Most of the time, the actual message is shorter than the signature line, something like “OK” or “Will Get back to you” or “On Dec 6”, so I am not sure what kind of typos to account for (is it really Dec 6? or Jan 6? or Dec 7?)
If I did not know Ooonuj well enough, I may have seen hidden messages in his signature line. Here are a few of them:
- I own an iphone, and I want everyone to know about it!
- I am on the move most of the time
- I work while I am moving
- I have sent you a message (or responded to you). Therefore, I have met my response time service level. The fact that I have not answered any of your questions should not be held against me
- Now that I have sent some response, the ball is in your court
- I know how to use the word “brevity”
- If I typed something wrong/ stupid, I will blame it on “typos” (I am covered)
However, knowing Ooonuj, here is the real explanation:
“My 10 year-old child set up this message on my new smart-phone (it is not even an iphone). I don’t know how to take off the message. My child wants to charge me a bomb for the help”.
Anyway, I did compile a set of other email signatures, which you can use (please add “(c) Rajesh Naik” to the email signature):
- Sent by My iphone [if my iphone is so smart, just imagine the real thing]
- Sent from my Lenovo ideapad Z570 laptop, with my bum on a comfortable cushioned chair. No excuses for the verbosity.
- Sent while driving the car with my hands on the steering, typing with my nose. Please excuse the snot.
- Sent from a traffic jam, though the traffic was not moving, the cell phone towers were.
- This email was conceptualized on my morning run. Mentally drafted while having breakfast. Typed comfortably on my desktop. But I forgot to send. So, finally this pathetic piece of shit was – “Sent on the move from my iphone. Please excuse typos and brevity.”
Another thought. Just like we have signatures on the emails, we can also sign off from telephonic conversations, thusly:
- “Spoken while stuck in a traffic jam near the stinky, suffocating Mahim creek, using my Nokia C3 over Airtel. Please excuse the heavy breathing and incoherent gibberish”.
- “Spoken while eating sandwich samosa burger with extra butter, and chocolate sauce at the Cholesterol Restaurant. Pardon the choking sound”.

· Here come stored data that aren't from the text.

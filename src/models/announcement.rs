use chrono::{DateTime, Utc};
use serde::{Deserialize, Serialize};
use validator::Validate;

#[derive(Debug, Clone, PartialEq, Serialize, Deserialize)]
#[serde(rename_all = "camelCase")]
pub struct Announcement {
    pub title: String,
    pub description: String,
    #[serde(default, skip_serializing_if = "Option::is_none")]
    pub posted_by: Option<String>,
    pub created_at: DateTime<Utc>,
}

#[derive(Debug, Deserialize, Validate)]
pub struct NewAnnouncement {
    #[validate(length(min = 1, max = 200))]
    pub title: String,
    #[validate(length(min = 1, max = 5000))]
    pub description: String,
}

impl NewAnnouncement {
    pub fn into_announcement(self, posted_by: String, now: DateTime<Utc>) -> Announcement {
        Announcement {
            title: self.title,
            description: self.description,
            posted_by: Some(posted_by),
            created_at: now,
        }
    }
}

#[derive(Debug, Default, Serialize, Deserialize, Validate)]
pub struct AnnouncementPatch {
    #[serde(skip_serializing_if = "Option::is_none")]
    #[validate(length(min = 1, max = 200))]
    pub title: Option<String>,
    #[serde(skip_serializing_if = "Option::is_none")]
    #[validate(length(min = 1, max = 5000))]
    pub description: Option<String>,
}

- “Spoken from the Thought Leadership Sessions on Integrity in Business Dealings hosted by Enron and Anderson. I admit to nothing”.

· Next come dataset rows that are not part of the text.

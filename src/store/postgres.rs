use async_trait::async_trait;
use sqlx::{types::Json, PgPool, Postgres, QueryBuilder};
use uuid::Uuid;

use super::{
    Collection, DeleteOutcome, Document, DocumentStore, Filter, InsertOutcome, StoreError,
    StoreResult, StoredDocument, Update, UpdateOutcome,
};
use crate::database::Database;

type DocumentRow = (Uuid, Json<Document>);

/// Documents live in one JSONB table keyed by `(collection, id)`.
#[derive(Clone)]
pub struct PgDocumentStore {
    pool: PgPool,
}

impl PgDocumentStore {
    pub fn new(db: &Database) -> Self {
        Self { pool: db.pool.clone() }
    }
}

fn like_pattern(needle: &str) -> String {
    let mut pattern = String::with_capacity(needle.len() + 2);
    pattern.push('%');
    for c in needle.chars() {
        if matches!(c, '\\' | '%' | '_') {
            pattern.push('\\');
        }
        pattern.push(c);
    }
    pattern.push('%');
    pattern
}

fn push_filter(qb: &mut QueryBuilder<'_, Postgres>, filter: &Filter) {
    match filter {
        Filter::All => {
            qb.push("TRUE");
        }
        Filter::Id(id) => {
            qb.push("id = ").push_bind(*id);
        }
        Filter::Eq(field, value) => {
            qb.push("(doc -> ")
                .push_bind(field.clone())
                .push(") = ")
                .push_bind(Json(value.clone()));
        }
        Filter::Contains(field, needle) => {
            // Only string values match, as in `Filter::matches`
            qb.push("(jsonb_typeof(doc -> ")
                .push_bind(field.clone())
                .push(") = 'string' AND (doc ->> ")
                .push_bind(field.clone())
                .push(") ILIKE ")
                .push_bind(like_pattern(needle))
                .push(r" ESCAPE '\')");
        }
        Filter::And(filters) => push_group(qb, filters, " AND ", "TRUE"),
        Filter::Or(filters) => push_group(qb, filters, " OR ", "FALSE"),
    }
}

fn push_group(qb: &mut QueryBuilder<'_, Postgres>, filters: &[Filter], joiner: &str, empty: &str) {
    if filters.is_empty() {
        qb.push(empty);
        return;
    }
    qb.push("(");
    for (i, filter) in filters.iter().enumerate() {
        if i > 0 {
            qb.push(joiner);
        }
        push_filter(qb, filter);
    }
    qb.push(")");
}

/// `<head> WHERE collection = $1 AND (<filter>)`
fn scoped<'a>(head: &str, collection: Collection, filter: &Filter) -> QueryBuilder<'a, Postgres> {
    let mut qb = QueryBuilder::new(head);
    qb.push(" WHERE collection = ").push_bind(collection.as_str()).push(" AND (");
    push_filter(&mut qb, filter);
    qb.push(")");
    qb
}

fn write_error(e: sqlx::Error) -> StoreError {
    match e {
        sqlx::Error::Database(db) if db.is_unique_violation() => {
            StoreError::Duplicate(db.message().to_string())
        }
        other => StoreError::Database(other),
    }
}

fn into_document((id, Json(body)): DocumentRow) -> StoredDocument {
    StoredDocument { id, body }
}

impl PgDocumentStore {
    async fn write_back(
        tx: &mut sqlx::Transaction<'_, Postgres>,
        collection: Collection,
        id: Uuid,
        body: &Document,
    ) -> StoreResult<()> {
        sqlx::query("UPDATE documents SET doc = $1, updated_at = NOW() WHERE collection = $2 AND id = $3")
            .bind(Json(body))
            .bind(collection.as_str())
            .bind(id)
            .execute(&mut **tx)
            .await
            .map_err(write_error)?;
        Ok(())
    }

    async fn lock_first(
        tx: &mut sqlx::Transaction<'_, Postgres>,
        collection: Collection,
        filter: &Filter,
    ) -> StoreResult<Option<DocumentRow>> {
        let mut qb = scoped("SELECT id, doc FROM documents", collection, filter);
        qb.push(" ORDER BY created_at, id LIMIT 1 FOR UPDATE");
        Ok(qb.build_query_as::<DocumentRow>().fetch_optional(&mut **tx).await?)
    }
}

#[async_trait]
impl DocumentStore for PgDocumentStore {
    async fn insert(&self, collection: Collection, doc: Document) -> StoreResult<InsertOutcome> {
        let id = Uuid::new_v4();
        sqlx::query("INSERT INTO documents (collection, id, doc) VALUES ($1, $2, $3)")
            .bind(collection.as_str())
            .bind(id)
            .bind(Json(&doc))
            .execute(&self.pool)
            .await
            .map_err(write_error)?;
        Ok(InsertOutcome { inserted_id: id })
    }

    async fn find(&self, collection: Collection, filter: &Filter) -> StoreResult<Vec<StoredDocument>> {
        let mut qb = scoped("SELECT id, doc FROM documents", collection, filter);
        qb.push(" ORDER BY created_at, id");
        let rows = qb.build_query_as::<DocumentRow>().fetch_all(&self.pool).await?;
        Ok(rows.into_iter().map(into_document).collect())
    }

    async fn find_one(
        &self,
        collection: Collection,
        filter: &Filter,
    ) -> StoreResult<Option<StoredDocument>> {
        let mut qb = scoped("SELECT id, doc FROM documents", collection, filter);
        qb.push(" ORDER BY created_at, id LIMIT 1");
        let row = qb.build_query_as::<DocumentRow>().fetch_optional(&self.pool).await?;
        Ok(row.map(into_document))
    }

    async fn update_one(
        &self,
        collection: Collection,
        filter: &Filter,
        update: &Update,
    ) -> StoreResult<UpdateOutcome> {
        let mut tx = self.pool.begin().await?;

        let Some((id, Json(mut body))) = Self::lock_first(&mut tx, collection, filter).await? else {
            tx.rollback().await?;
            return Ok(UpdateOutcome::default());
        };

        let changed = update.apply(&mut body);
        if changed {
            Self::write_back(&mut tx, collection, id, &body).await?;
        }
        tx.commit().await?;

        Ok(UpdateOutcome {
            matched_count: 1,
            modified_count: u64::from(changed),
            upserted_id: None,
        })
    }

    async fn upsert_one(
        &self,
        collection: Collection,
        filter: &Filter,
        update: &Update,
        on_insert: Document,
    ) -> StoreResult<UpdateOutcome> {
        let mut tx = self.pool.begin().await?;

        if let Some((id, Json(mut body))) = Self::lock_first(&mut tx, collection, filter).await? {
            let changed = update.apply(&mut body);
            if changed {
                Self::write_back(&mut tx, collection, id, &body).await?;
            }
            tx.commit().await?;
            return Ok(UpdateOutcome {
                matched_count: 1,
                modified_count: u64::from(changed),
                upserted_id: None,
            });
        }

        let mut body = filter.seed();
        body.extend(on_insert);
        update.apply(&mut body);

        let id = Uuid::new_v4();
        sqlx::query("INSERT INTO documents (collection, id, doc) VALUES ($1, $2, $3)")
            .bind(collection.as_str())
            .bind(id)
            .bind(Json(&body))
            .execute(&mut *tx)
            .await
            .map_err(write_error)?;
        tx.commit().await?;

        Ok(UpdateOutcome {
            matched_count: 0,
            modified_count: 0,
            upserted_id: Some(id),
        })
    }

    async fn delete_one(&self, collection: Collection, filter: &Filter) -> StoreResult<DeleteOutcome> {
        let mut qb = QueryBuilder::new("DELETE FROM documents WHERE collection = ");
        qb.push_bind(collection.as_str())
            .push(" AND id = (SELECT id FROM documents WHERE collection = ")
            .push_bind(collection.as_str())
            .push(" AND (");
        push_filter(&mut qb, filter);
        qb.push(") ORDER BY created_at, id LIMIT 1)");

        let result = qb.build().execute(&self.pool).await?;
        Ok(DeleteOutcome {
            deleted_count: result.rows_affected(),
        })
    }

    async fn count(&self, collection: Collection, filter: &Filter) -> StoreResult<u64> {
        let mut qb = scoped("SELECT COUNT(*) FROM documents", collection, filter);
        let count: i64 = qb.build_query_scalar().fetch_one(&self.pool).await?;
        Ok(count.max(0) as u64)
    }

    async fn ping(&self) -> StoreResult<()> {
        sqlx::query("SELECT 1").execute(&self.pool).await?;
        Ok(())
    }
}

- “Spoken from the workshop for Simple Living High Thinking by Vijay Mallya of United Spirits. Pardon the luxurious background music sponsored by Kingfisher staff and contractors”.
By the way, it is not for nothing that my colleague is called Ooonuj (I mean it is for some reason that he is called Ooonuj). But that is a matter for another post.
Typed sitting in Bangalore. Under a fan. Sitting on a chair. With a cup of coffee. On my Lenovo ideapad. With a Photon connection. Who cares if you pardon or not?
Your comments are welcome!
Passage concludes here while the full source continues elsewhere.